Weimar hatte in der ersten Hälfte des 18. Jahrhunderts einen kulturellen wie wirtschaftlichen Niedergang mitgemacht. Bach, der hier einen Großteil seines Orgelwerkes komponierte, hatte 1717 entsetzt den Dienst quittiert, war daraufhin vom Herzog festgenommen worden, ließ sich aber vom Abgang nach Köthen nicht abhalten – symptomatisch diese Begebenheit, Hesse erwähnt sie. Änderungen taten jedenfalls not. Die junge Regentin begann unverzüglich, Politik und Kultur auf neue Weise in Einklang zu bringen. Der junge Goethe, Anwalt und aufstrebender Dichter in Frankfurt am Main, fand das attraktiv. Schiller, der Brausekopf aus Württemberg, bewarb sich in der zu Sachsen-Weimar gehörigen Universität Jena. Christoph Martin Wieland, der Prinzenerzieher, und Johann Gottfried Herder, das „Wunderkind“, kamen an den Weimarer Hof.

Der Aufschwung, den Weimar nahm, kann beispiellos genannt werden, und Helge Hesse ist sein würdiger Chronist.
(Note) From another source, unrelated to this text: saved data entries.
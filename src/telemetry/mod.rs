//! Retrieval telemetry
//!
//! In-process collector of per-query events. The orchestrator records into it
//! when one is attached; the CLI prints the summary.

use std::collections::VecDeque;
use std::sync::{Arc, Mutex, MutexGuard, PoisonError};
use std::time::Instant;

use crate::types::Source;

/// Events kept before the oldest are dropped; stats still count every event
pub const DEFAULT_EVENT_CAPACITY: usize = 1024;

/// Retrieval event types
#[derive(Debug, Clone)]
pub enum RetrievalEvent {
    RetrievalCompleted {
        documents: usize,
        latency_ms: f64,
        timestamp: Instant,
    },
    /// A source answered with no candidates
    SourceEmpty {
        source: Source,
        timestamp: Instant,
    },
    SourceTimedOut {
        source: Source,
        timeout_ms: u64,
        timestamp: Instant,
    },
    RerankerFallback {
        reason: String,
        timestamp: Instant,
    },
}

/// Aggregate counters
#[derive(Debug, Clone, Default, PartialEq)]
pub struct RetrievalStats {
    pub retrievals: usize,
    pub documents_returned: usize,
    pub total_latency_ms: f64,
    pub graph_empty: usize,
    pub keyword_empty: usize,
    pub source_timeouts: usize,
    pub reranker_fallbacks: usize,
}

impl RetrievalStats {
    pub fn mean_latency_ms(&self) -> f64 {
        if self.retrievals == 0 {
            0.0
        } else {
            self.total_latency_ms / self.retrievals as f64
        }
    }
}

/// Telemetry collector, cheap to clone and share
#[derive(Clone)]
pub struct RetrievalTelemetry {
    events: Arc<Mutex<VecDeque<RetrievalEvent>>>,
    capacity: usize,
    stats: Arc<Mutex<RetrievalStats>>,
    start_time: Instant,
}

// A panic while recording leaves plain counters behind, still readable
fn lock<T>(mutex: &Mutex<T>) -> MutexGuard<'_, T> {
    mutex.lock().unwrap_or_else(PoisonError::into_inner)
}

impl RetrievalTelemetry {
    pub fn new() -> Self {
        Self::with_capacity(DEFAULT_EVENT_CAPACITY)
    }

    /// Collector that keeps at most `capacity` recent events
    pub fn with_capacity(capacity: usize) -> Self {
        Self {
            events: Arc::new(Mutex::new(VecDeque::new())),
            capacity,
            stats: Arc::new(Mutex::new(RetrievalStats::default())),
            start_time: Instant::now(),
        }
    }

    /// Record an event
    pub fn record(&self, event: RetrievalEvent) {
        {
            let mut stats = lock(&self.stats);
            match &event {
                RetrievalEvent::RetrievalCompleted {
                    documents,
                    latency_ms,
                    ..
                } => {
                    stats.retrievals += 1;
                    stats.documents_returned += documents;
                    stats.total_latency_ms += latency_ms;
                }
                RetrievalEvent::SourceEmpty { source, .. } => match source {
                    Source::Graph => stats.graph_empty += 1,
                    Source::Keyword => stats.keyword_empty += 1,
                },
                RetrievalEvent::SourceTimedOut { .. } => {
                    stats.source_timeouts += 1;
                }
                RetrievalEvent::RerankerFallback { .. } => {
                    stats.reranker_fallbacks += 1;
                }
            }
        }

        let mut events = lock(&self.events);
        if self.capacity == 0 {
            return;
        }
        while events.len() >= self.capacity {
            events.pop_front();
        }
        events.push_back(event);
    }

    pub fn stats(&self) -> RetrievalStats {
        lock(&self.stats).clone()
    }

    pub fn elapsed(&self) -> std::time::Duration {
        self.start_time.elapsed()
    }

    pub fn event_count(&self) -> usize {
        lock(&self.events).len()
    }

    /// Get recent events (last n)
    pub fn recent_events(&self, n: usize) -> Vec<RetrievalEvent> {
        let events = lock(&self.events);
        let start = events.len().saturating_sub(n);
        events.iter().skip(start).cloned().collect()
    }

    /// Multi-line human readable summary
    pub fn summary(&self) -> String {
        let stats = self.stats();
        format!(
            "Retrievals:         {}\n\
             Documents returned: {}\n\
             Mean latency:       {:.1} ms\n\
             Empty graph side:   {}\n\
             Empty keyword side: {}\n\
             Source timeouts:    {}\n\
             Reranker fallbacks: {}",
            stats.retrievals,
            stats.documents_returned,
            stats.mean_latency_ms(),
            stats.graph_empty,
            stats.keyword_empty,
            stats.source_timeouts,
            stats.reranker_fallbacks,
        )
    }
}

impl Default for RetrievalTelemetry {
    fn default() -> Self {
        Self::new()
    }
}
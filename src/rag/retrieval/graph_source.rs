// Graph-side candidate synthesis
//
// Seeds come from a node search; each seed is expanded to its neighborhood
// and rendered as one self-contained text snippet so the reranker can score
// it next to keyword passages.
use futures_util::future::join_all;
use serde_json::Value;

use crate::config::GraphSection;
use crate::graph::matching::match_confidence;
use crate::graph::{GraphStore, Node};
use crate::types::{Candidate, Source};

/// Seed score when a backend returns a node the local matcher cannot explain
pub const FALLBACK_CONFIDENCE: f32 = 0.3;

/// Render a node and its related nodes as a snippet:
/// `name (type): description; key: value; related: a (t), b (t)`
pub fn render_node(node: &Node, related: &[Node], max_related: usize) -> String {
    let mut head = format!("{} ({})", node.name, node.node_type);
    if !node.description.is_empty() {
        head.push_str(": ");
        head.push_str(&node.description);
    }

    let mut parts = vec![head];
    if !node.aliases.is_empty() {
        parts.push(format!("aliases: {}", node.aliases.join(", ")));
    }
    for (key, value) in &node.properties {
        parts.push(format!("{}: {}", key, value));
    }

    let shown: Vec<String> = related
        .iter()
        .take(max_related)
        .map(|n| format!("{} ({})", n.name, n.node_type))
        .collect();
    if !shown.is_empty() {
        parts.push(format!("related: {}", shown.join(", ")));
    }

    parts.join("; ")
}

fn node_candidate(content: String, score: f32, node: &Node) -> Candidate {
    Candidate::new(content, score, Source::Graph)
        .with_metadata("node_id", node.id.clone())
        .with_metadata("node_type", node.node_type.clone())
        .with_metadata("node_name", node.name.clone())
}

/// Search the graph for `query` and turn the matches into candidates.
///
/// Candidates come out in seed order; a seed's neighbor candidates (when
/// enabled) follow it directly. Backend failures surface as fewer candidates,
/// never as an error.
pub async fn graph_candidates(
    store: &GraphStore,
    query: &str,
    node_types: Option<&[String]>,
    config: &GraphSection,
) -> Vec<Candidate> {
    let mut seeds = store.search_nodes(query, node_types).await;
    seeds.truncate(config.max_seed_nodes);
    if seeds.is_empty() {
        return Vec::new();
    }

    let neighborhoods = join_all(
        seeds
            .iter()
            .map(|seed| store.get_neighbors(&seed.id, config.max_depth)),
    )
    .await;

    let mut candidates = Vec::new();
    for (seed, neighbors) in seeds.iter().zip(neighborhoods) {
        let seed_score = match_confidence(query, seed).unwrap_or(FALLBACK_CONFIDENCE);
        candidates.push(node_candidate(
            render_node(seed, &neighbors, config.max_related_in_snippet),
            seed_score,
            seed,
        ));

        if config.include_neighbors {
            let score = seed_score * config.neighbor_decay;
            for neighbor in neighbors.iter().take(config.max_neighbor_candidates) {
                candidates.push(
                    node_candidate(render_node(neighbor, &[], 0), score, neighbor)
                        .with_metadata("seed_node_id", Value::from(seed.id.clone())),
                );
            }
        }
    }

    candidates
}
// Lexical keyword search over a flat text corpus
//
// Components:
// - KeywordIndex: the seam the orchestrator depends on
// - Tokenizer: mixed Latin/Han term extraction
// - InMemoryKeywordIndex: BM25 implementation used by the CLI and tests

pub mod memory;
pub mod tokenizer;

use async_trait::async_trait;

use crate::types::Candidate;

pub use memory::{CorpusEntry, InMemoryKeywordIndex};

/// Limit used when the caller does not give one
pub const DEFAULT_SEARCH_LIMIT: usize = 10;

/// Lexical search backend.
///
/// Never fails for a well-formed query: backend errors are logged inside the
/// implementation and reported as an empty result.
#[async_trait]
pub trait KeywordIndex: Send + Sync {
    /// Up to `limit` candidates with source-local scores, best first.
    async fn search(&self, query: &str, limit: Option<usize>) -> Vec<Candidate>;
}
Wir erfahren, wie Goethe sorgte auf positive Weise für Aufsehen sorgte, weil er hier seine Bühne gefunden hatte. Und so kamen bald neue Künstler, Architekten und weitere Schriftsteller nach Weimar. Hesse weiß um die Feinheiten, die Interaktion zwischen den Akteuren. Seine Erläuterungen zum herzoglichen Haus ebenso wie zur politischen Gesamtlage erschließen dem Leser ein tieferes Verständnis Weimars ab dem 18. Jahrhundert. Dabei unterlässt es Hesse, in einen trockenen oder gar in einen dozentenhaften Ton zu verfallen, was ja so leicht wäre. So haben die Leser, die über ein Mindestmaß an historischer Vorbildung verfügen, sehr schnell ihre Freude an diesem Buch.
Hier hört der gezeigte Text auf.